Aquellos eran los malos, los que iban a conseguir que el Gobierno perdiese el Congreso en el 2018 y, con eso, garantizasen la impugnación del presidente. Era un análisis típico de Bannon: un apocalipsis político inmediato que coexistía con la posibilidad de medio siglo de gobierno trumpista y bannonista.

Convencido de saber en qué dirección debía buscar el éxito, totalmente consciente de que su edad limitaba sus oportunidades y creyéndose, sin motivo aparente, un luchador político de talento, Bannon quiso trazar una línea para separar a los creyentes de los vendidos, a la nada de la existencia. Para triunfar, necesitaba aislar las facciones de Ryan, Cohn y Kushner.

La de Bannon se mantuvo firme en su postura de forzar el voto del proyecto de ley aun sabiendo que la derrota era inevitable. «Quiero que sea un reflejo del papel de Ryan como presidente de la Cámara», dijo Bannon. Es decir, una valoración devastadora, un fracaso estrepitoso.

El día de la votación, enviaron a Pence al Congreso para apelar una última vez al Freedom Caucus de Meadows. (La gente de Ryan creía que Bannon había instado en secreto a Meadows a oponerse, a pesar de que unos días antes había ordenado sin miramientos que se votase a favor. Un «espectáculo ridículo de Bannon», según Walsh.) A las tres y media, Ryan llamó al presidente para avisar de que le faltaban entre quince y veinte votos y que tenía que anular la votación. Bannon, con el respaldo de Mulvaney, que se había convertido en el agente de la Casa Blanca en el Capitolio, continuó insistiendo en que debían votar de inmediato. Una derrota en el Congreso significaría una gran derrota para la mayoría republicana. Eso cuadraba con los objetivos de Bannon: quería dejar que fracasasen.

Sin embargo, el presidente se echó atrás. Al verse ante la singular oportunidad de señalar a la mayoría republicana como responsable del problema, Trump se tambaleó, y eso suscitó la rabia de Bannon. Entonces Ryan filtró que el presidente le había pedido que cancelase la votación.

Durante el fin de semana, Bannon llamó a una larga lista de periodistas y les dijo de manera extraoficial: «No creo que Ryan dure mucho tiempo».

 

 

Después de que ese viernes se retirase el proyecto de ley, Katie Walsh cedió a su indignación y su rabia y le dijo a Kushner que quería marcharse. Le hizo un esbozo de la penosa debacle que, según ella, se había desatado en la Casa Blanca de Trump y habló con rigurosa franqueza de rivalidades enconadas, unidas a una gran incompetencia y a una misión ambigua. Kushner comprendió que debía desacreditarla de inmediato, y filtró que ella había estado filtrando información y que, por lo tanto, debían echarla.
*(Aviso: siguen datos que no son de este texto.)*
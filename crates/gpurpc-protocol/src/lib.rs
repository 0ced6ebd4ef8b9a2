pub mod handle;
pub mod opcode;
pub mod wire;
pub mod error;

pub use handle::{DeviceId, DevicePtr};
pub use opcode::{Opcode, Status};
pub use wire::{ClientDescriptor, Packet, MAX_LANE_SIZE, MAX_PORT_COUNT};
pub use error::ProtocolError;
El domingo por la noche, Walsh cenó con Bannon en su reducto del Capitolio, la embajada Breitbart, y durante toda la velada él le imploró en vano que se quedase. El lunes, ella lo arregló todo con Priebus: se marchaba para trabajar a media jornada para el Comité Nacional Republicano, y la otra media, para la organización de bienestar social de Trump, el grupo externo de la campaña. El jueves ya se había ido.

En diez semanas de mandato, la Casa Blanca de Trump había perdido, después de a Michael Flynn, el segundo miembro del equipo de mayor rango, a la persona que se encargaba de que las cosas se hiciesen.